WHAT THE TASK ASKS:
Line by line, output the entries below exactly as they appear.

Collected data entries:
################

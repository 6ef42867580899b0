use std::path::PathBuf;

use anyhow::{Context, Result};
use glowbook_core::config::GlowbookConfig;
use glowbook_core::ics::generate_series_ics;
use glowbook_core::recurrence::expand;
use owo_colors::OwoColorize;

use crate::SeriesArgs;
use crate::commands::build_request;

pub fn run(title: String, args: SeriesArgs, output: Option<PathBuf>) -> Result<()> {
    let config = GlowbookConfig::load()?;
    let request = build_request(&args, &config)?;

    let series = expand(&request);
    let ics = generate_series_ics(&request, &series, &title)?;

    let path = match output {
        Some(p) => p,
        None => config.export_path().join(format!("{}.ics", slugify(&title))),
    };

    if let Some(parent) = path.parent() {
        std::fs::create_dir_all(parent)
            .with_context(|| format!("Could not create {}", parent.display()))?;
    }
    std::fs::write(&path, ics).with_context(|| format!("Could not write {}", path.display()))?;

    println!(
        "{}",
        format!("  Exported {} dates to {}", series.len(), path.display()).green()
    );

    Ok(())
}

/// Lowercase the title and replace anything non-alphanumeric with hyphens.
fn slugify(title: &str) -> String {
    let mut slug = String::with_capacity(title.len());
    let mut last_was_hyphen = true;

    for c in title.chars() {
        if c.is_ascii_alphanumeric() {
            slug.push(c.to_ascii_lowercase());
            last_was_hyphen = false;
        } else if !last_was_hyphen {
            slug.push('-');
            last_was_hyphen = true;
        }
    }

    while slug.ends_with('-') {
        slug.pop();
    }

    if slug.is_empty() {
        "series".to_string()
    } else {
        slug
    }
}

################

WRITTEN ANSWER:
repository 6ef42867580899b0
use std::path::PathBuf;

use anyhow::{Context, Result};
use glowbook_core::config::GlowbookConfig;
use glowbook_core::ics::generate_series_ics;
use glowbook_core::recurrence::expand;
use owo_colors::OwoColorize;

use crate::SeriesArgs;
use crate::commands::build_request;

pub fn run(title: String, args: SeriesArgs, output: Option<PathBuf>) -> Result<()> {
    let config = GlowbookConfig::load()?;
    let request = build_request(&args, &config)?;

    let series = expand(&request);
    let ics = generate_series_ics(&request, &series, &title)?;

    let path = match output {
        Some(p) => p,
        None => config.export_path().join(format!("{}.ics", slugify(&title))),
    };

    if let Some(parent) = path.parent() {
        std::fs::create_dir_all(parent)
            .with_context(|| format!("Could not create {}", parent.display()))?;
    }
    std::fs::write(&path, ics).with_context(|| format!("Could not write {}", path.display()))?;

    println!(
        "{}",
        format!("  Exported {} dates to {}", series.len(), path.display()).green()
    );

    Ok(())
}

/// Lowercase the title and replace anything non-alphanumeric with hyphens.
fn slugify(title: &str) -> String {
    let mut slug = String::with_capacity(title.len());
    let mut last_was_hyphen = true;

    for c in title.chars() {
        if c.is_ascii_alphanumeric() {
            slug.push(c.to_ascii_lowercase());
            last_was_hyphen = false;
        } else if !last_was_hyphen {
            slug.push('-');
            last_was_hyphen = true;
        }
    }

    while slug.ends_with('-') {
        slug.pop();
    }

    if slug.is_empty() {
        "series".to_string()
    } else {
        slug
    }
}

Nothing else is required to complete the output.